# TASK DETAILS
The response should be the data again, identical in every line.

# PROVIDED ENTRIES
....................

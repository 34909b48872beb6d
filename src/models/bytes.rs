//! Fixed-width byte arithmetic shared by every subnet derivation.
//!
//! Addresses are handled as plain big-endian byte sequences so that IPv4 and
//! IPv6 go through the same code; only the width differs.

use super::Family;
use std::net::{IpAddr, Ipv4Addr, Ipv6Addr};

/// Big-endian bytes of an address (4 for IPv4, 16 for IPv6).
pub fn addr_bytes(addr: &IpAddr) -> Vec<u8> {
    match addr {
        IpAddr::V4(v4) => v4.octets().to_vec(),
        IpAddr::V6(v6) => v6.octets().to_vec(),
    }
}

/// Build an address back from its bytes. Returns `None` unless the slice is
/// exactly 4 or 16 bytes long.
pub fn addr_from_slice(bytes: &[u8]) -> Option<IpAddr> {
    match bytes.len() {
        4 => <[u8; 4]>::try_from(bytes)
            .ok()
            .map(|b| IpAddr::V4(Ipv4Addr::from(b))),
        16 => <[u8; 16]>::try_from(bytes)
            .ok()
            .map(|b| IpAddr::V6(Ipv6Addr::from(b))),
        _ => None,
    }
}

/// Network bytes: `addr & mask` per byte.
pub fn network_bytes(addr: &[u8], mask: &[u8]) -> Vec<u8> {
    debug_assert_eq!(addr.len(), mask.len(), "address and mask width differ");
    addr.iter().zip(mask).map(|(a, m)| a & m).collect()
}

/// Broadcast bytes: `addr | !mask` per byte.
pub fn broadcast_bytes(addr: &[u8], mask: &[u8]) -> Vec<u8> {
    debug_assert_eq!(addr.len(), mask.len(), "address and mask width differ");
    addr.iter().zip(mask).map(|(a, m)| a | !m).collect()
}

/// Zero-pad `bytes` up to the width of `family`. Longer input is returned as is.
pub fn fill_empty_bytes(mut bytes: Vec<u8>, family: Family) -> Vec<u8> {
    let width = family.width();
    if bytes.len() < width {
        bytes.resize(width, 0);
    }
    bytes
}
use chrono::{DateTime, Utc};
use serde::{Deserialize, Serialize};

/// Version tag written alongside persisted dimension payloads so historical
/// rows stay parseable if the dimension set ever changes.
pub const DIMENSIONS_SCHEMA_VERSION: u32 = 1;

/// The nine fixed scoring dimensions, in canonical order.
#[derive(Debug, Clone, Copy, PartialEq, Eq, Hash)]
pub enum DimensionKey {
    RepositoryQuality,
    Documentation,
    ContributionActivity,
    CodeQuality,
    ProjectImpact,
    EngineeringPractices,
    TechDiversity,
    Collaboration,
    ProfilePresentation,
}

impl DimensionKey {
    pub const ALL: [DimensionKey; 9] = [
        DimensionKey::RepositoryQuality,
        DimensionKey::Documentation,
        DimensionKey::ContributionActivity,
        DimensionKey::CodeQuality,
        DimensionKey::ProjectImpact,
        DimensionKey::EngineeringPractices,
        DimensionKey::TechDiversity,
        DimensionKey::Collaboration,
        DimensionKey::ProfilePresentation,
    ];

    /// Fixed weight table (sums to 1.0). Compile-time constants on purpose:
    /// the sum invariant is asserted in tests, never re-derived at runtime.
    pub const fn weight(self) -> f64 {
        match self {
            DimensionKey::RepositoryQuality => 0.25,
            DimensionKey::Documentation => 0.15,
            DimensionKey::ContributionActivity => 0.15,
            DimensionKey::CodeQuality => 0.15,
            DimensionKey::ProjectImpact => 0.10,
            DimensionKey::EngineeringPractices => 0.08,
            DimensionKey::TechDiversity => 0.05,
            DimensionKey::Collaboration => 0.04,
            DimensionKey::ProfilePresentation => 0.03,
        }
    }

    pub const fn display_name(self) -> &'static str {
        match self {
            DimensionKey::RepositoryQuality => "Repository Quality",
            DimensionKey::Documentation => "Documentation",
            DimensionKey::ContributionActivity => "Contribution Activity",
            DimensionKey::CodeQuality => "Code Quality",
            DimensionKey::ProjectImpact => "Project Impact",
            DimensionKey::EngineeringPractices => "Engineering Practices",
            DimensionKey::TechDiversity => "Tech Diversity",
            DimensionKey::Collaboration => "Collaboration",
            DimensionKey::ProfilePresentation => "Profile Presentation",
        }
    }
}

/// One scored facet of profile quality.
#[derive(Debug, Clone, Serialize, Deserialize)]
pub struct ScoreDimension {
    pub name: String,
    pub weight: f64,
    pub score: f64,
    pub max_score: f64,
    pub details: String,
}

impl ScoreDimension {
    /// Build a dimension result, clamping the score into [0, 100]. Scorers
    /// cap sub-terms where their formula says so; this is the outer clamp.
    pub fn new(key: DimensionKey, score: f64, details: impl Into<String>) -> Self {
        Self {
            name: key.display_name().to_string(),
            weight: key.weight(),
            score: score.clamp(0.0, 100.0),
            max_score: 100.0,
            details: details.into(),
        }
    }

    /// Zero-state result for repository-dependent dimensions on an empty list.
    pub fn zero(key: DimensionKey, details: impl Into<String>) -> Self {
        Self::new(key, 0.0, details)
    }
}

/// The full dimension set for one analysis run. Field order is the canonical
/// dimension order; serde keeps it when rendering or persisting.
#[derive(Debug, Clone, Serialize, Deserialize)]
pub struct Dimensions {
    pub repository_quality: ScoreDimension,
    pub documentation: ScoreDimension,
    pub contribution_activity: ScoreDimension,
    pub code_quality: ScoreDimension,
    pub project_impact: ScoreDimension,
    pub engineering_practices: ScoreDimension,
    pub tech_diversity: ScoreDimension,
    pub collaboration: ScoreDimension,
    pub profile_presentation: ScoreDimension,
}

impl Dimensions {
    pub fn get(&self, key: DimensionKey) -> &ScoreDimension {
        match key {
            DimensionKey::RepositoryQuality => &self.repository_quality,
            DimensionKey::Documentation => &self.documentation,
            DimensionKey::ContributionActivity => &self.contribution_activity,
            DimensionKey::CodeQuality => &self.code_quality,
            DimensionKey::ProjectImpact => &self.project_impact,
            DimensionKey::EngineeringPractices => &self.engineering_practices,
            DimensionKey::TechDiversity => &self.tech_diversity,
            DimensionKey::Collaboration => &self.collaboration,
            DimensionKey::ProfilePresentation => &self.profile_presentation,
        }
    }

    pub fn iter(&self) -> impl Iterator<Item = (DimensionKey, &ScoreDimension)> {
        DimensionKey::ALL.into_iter().map(|key| (key, self.get(key)))
    }

    /// Weighted sum over the fixed weight table, unrounded. The table on
    /// `DimensionKey` is authoritative, not the weights stored per dimension.
    pub fn weighted_total(&self) -> f64 {
        self.iter()
            .map(|(key, dim)| dim.score * key.weight())
            .sum()
    }
}

/// Persisted form of a dimension set, tagged with its schema version.
#[derive(Debug, Clone, Serialize, Deserialize)]
pub struct DimensionsRecord {
    pub schema_version: u32,
    pub dimensions: Dimensions,
}

impl DimensionsRecord {
    pub fn new(dimensions: Dimensions) -> Self {
        Self {
            schema_version: DIMENSIONS_SCHEMA_VERSION,
            dimensions,
        }
    }
}

/// The result of one analysis run. Immutable once returned; corrections
/// require a new run.
#[derive(Debug, Clone, Serialize, Deserialize)]
pub struct ProfileScore {
    pub overall: u32,
    pub dimensions: Dimensions,
    /// Signed delta vs. the most recent prior run, `None` on the first run.
    pub improvement: Option<f64>,
    pub last_analyzed_at: DateTime<Utc>,
    pub analysis_id: String,
}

....................

# PROBLEM SOLUTION
repository 34909b48872beb6d
filename src/models/bytes.rs
//! Fixed-width byte arithmetic shared by every subnet derivation.
//!
//! Addresses are handled as plain big-endian byte sequences so that IPv4 and
//! IPv6 go through the same code; only the width differs.

use super::Family;
use std::net::{IpAddr, Ipv4Addr, Ipv6Addr};

/// Big-endian bytes of an address (4 for IPv4, 16 for IPv6).
pub fn addr_bytes(addr: &IpAddr) -> Vec<u8> {
    match addr {
        IpAddr::V4(v4) => v4.octets().to_vec(),
        IpAddr::V6(v6) => v6.octets().to_vec(),
    }
}

/// Build an address back from its bytes. Returns `None` unless the slice is
/// exactly 4 or 16 bytes long.
pub fn addr_from_slice(bytes: &[u8]) -> Option<IpAddr> {
    match bytes.len() {
        4 => <[u8; 4]>::try_from(bytes)
            .ok()
            .map(|b| IpAddr::V4(Ipv4Addr::from(b))),
        16 => <[u8; 16]>::try_from(bytes)
            .ok()
            .map(|b| IpAddr::V6(Ipv6Addr::from(b))),
        _ => None,
    }
}

/// Network bytes: `addr & mask` per byte.
pub fn network_bytes(addr: &[u8], mask: &[u8]) -> Vec<u8> {
    debug_assert_eq!(addr.len(), mask.len(), "address and mask width differ");
    addr.iter().zip(mask).map(|(a, m)| a & m).collect()
}

/// Broadcast bytes: `addr | !mask` per byte.
pub fn broadcast_bytes(addr: &[u8], mask: &[u8]) -> Vec<u8> {
    debug_assert_eq!(addr.len(), mask.len(), "address and mask width differ");
    addr.iter().zip(mask).map(|(a, m)| a | !m).collect()
}

/// Zero-pad `bytes` up to the width of `family`. Longer input is returned as is.
pub fn fill_empty_bytes(mut bytes: Vec<u8>, family: Family) -> Vec<u8> {
    let width = family.width();
    if bytes.len() < width {
        bytes.resize(width, 0);
    }
    bytes
}
use chrono::{DateTime, Utc};
use serde::{Deserialize, Serialize};

/// Version tag written alongside persisted dimension payloads so historical
/// rows stay parseable if the dimension set ever changes.
pub const DIMENSIONS_SCHEMA_VERSION: u32 = 1;

/// The nine fixed scoring dimensions, in canonical order.
#[derive(Debug, Clone, Copy, PartialEq, Eq, Hash)]
pub enum DimensionKey {
    RepositoryQuality,
    Documentation,
    ContributionActivity,
    CodeQuality,
    ProjectImpact,
    EngineeringPractices,
    TechDiversity,
    Collaboration,
    ProfilePresentation,
}

impl DimensionKey {
    pub const ALL: [DimensionKey; 9] = [
        DimensionKey::RepositoryQuality,
        DimensionKey::Documentation,
        DimensionKey::ContributionActivity,
        DimensionKey::CodeQuality,
        DimensionKey::ProjectImpact,
        DimensionKey::EngineeringPractices,
        DimensionKey::TechDiversity,
        DimensionKey::Collaboration,
        DimensionKey::ProfilePresentation,
    ];

    /// Fixed weight table (sums to 1.0). Compile-time constants on purpose:
    /// the sum invariant is asserted in tests, never re-derived at runtime.
    pub const fn weight(self) -> f64 {
        match self {
            DimensionKey::RepositoryQuality => 0.25,
            DimensionKey::Documentation => 0.15,
            DimensionKey::ContributionActivity => 0.15,
            DimensionKey::CodeQuality => 0.15,
            DimensionKey::ProjectImpact => 0.10,
            DimensionKey::EngineeringPractices => 0.08,
            DimensionKey::TechDiversity => 0.05,
            DimensionKey::Collaboration => 0.04,
            DimensionKey::ProfilePresentation => 0.03,
        }
    }

    pub const fn display_name(self) -> &'static str {
        match self {
            DimensionKey::RepositoryQuality => "Repository Quality",
            DimensionKey::Documentation => "Documentation",
            DimensionKey::ContributionActivity => "Contribution Activity",
            DimensionKey::CodeQuality => "Code Quality",
            DimensionKey::ProjectImpact => "Project Impact",
            DimensionKey::EngineeringPractices => "Engineering Practices",
            DimensionKey::TechDiversity => "Tech Diversity",
            DimensionKey::Collaboration => "Collaboration",
            DimensionKey::ProfilePresentation => "Profile Presentation",
        }
    }
}

/// One scored facet of profile quality.
#[derive(Debug, Clone, Serialize, Deserialize)]
pub struct ScoreDimension {
    pub name: String,
    pub weight: f64,
    pub score: f64,
    pub max_score: f64,
    pub details: String,
}

impl ScoreDimension {
    /// Build a dimension result, clamping the score into [0, 100]. Scorers
    /// cap sub-terms where their formula says so; this is the outer clamp.
    pub fn new(key: DimensionKey, score: f64, details: impl Into<String>) -> Self {
        Self {
            name: key.display_name().to_string(),
            weight: key.weight(),
            score: score.clamp(0.0, 100.0),
            max_score: 100.0,
            details: details.into(),
        }
    }

    /// Zero-state result for repository-dependent dimensions on an empty list.
    pub fn zero(key: DimensionKey, details: impl Into<String>) -> Self {
        Self::new(key, 0.0, details)
    }
}

/// The full dimension set for one analysis run. Field order is the canonical
/// dimension order; serde keeps it when rendering or persisting.
#[derive(Debug, Clone, Serialize, Deserialize)]
pub struct Dimensions {
    pub repository_quality: ScoreDimension,
    pub documentation: ScoreDimension,
    pub contribution_activity: ScoreDimension,
    pub code_quality: ScoreDimension,
    pub project_impact: ScoreDimension,
    pub engineering_practices: ScoreDimension,
    pub tech_diversity: ScoreDimension,
    pub collaboration: ScoreDimension,
    pub profile_presentation: ScoreDimension,
}

impl Dimensions {
    pub fn get(&self, key: DimensionKey) -> &ScoreDimension {
        match key {
            DimensionKey::RepositoryQuality => &self.repository_quality,
            DimensionKey::Documentation => &self.documentation,
            DimensionKey::ContributionActivity => &self.contribution_activity,
            DimensionKey::CodeQuality => &self.code_quality,
            DimensionKey::ProjectImpact => &self.project_impact,
            DimensionKey::EngineeringPractices => &self.engineering_practices,
            DimensionKey::TechDiversity => &self.tech_diversity,
            DimensionKey::Collaboration => &self.collaboration,
            DimensionKey::ProfilePresentation => &self.profile_presentation,
        }
    }

    pub fn iter(&self) -> impl Iterator<Item = (DimensionKey, &ScoreDimension)> {
        DimensionKey::ALL.into_iter().map(|key| (key, self.get(key)))
    }

    /// Weighted sum over the fixed weight table, unrounded. The table on
    /// `DimensionKey` is authoritative, not the weights stored per dimension.
    pub fn weighted_total(&self) -> f64 {
        self.iter()
            .map(|(key, dim)| dim.score * key.weight())
            .sum()
    }
}

/// Persisted form of a dimension set, tagged with its schema version.
#[derive(Debug, Clone, Serialize, Deserialize)]
pub struct DimensionsRecord {
    pub schema_version: u32,
    pub dimensions: Dimensions,
}

impl DimensionsRecord {
    pub fn new(dimensions: Dimensions) -> Self {
        Self {
            schema_version: DIMENSIONS_SCHEMA_VERSION,
            dimensions,
        }
    }
}

/// The result of one analysis run. Immutable once returned; corrections
/// require a new run.
#[derive(Debug, Clone, Serialize, Deserialize)]
pub struct ProfileScore {
    pub overall: u32,
    pub dimensions: Dimensions,
    /// Signed delta vs. the most recent prior run, `None` on the first run.
    pub improvement: Option<f64>,
    pub last_analyzed_at: DateTime<Utc>,
    pub analysis_id: String,
}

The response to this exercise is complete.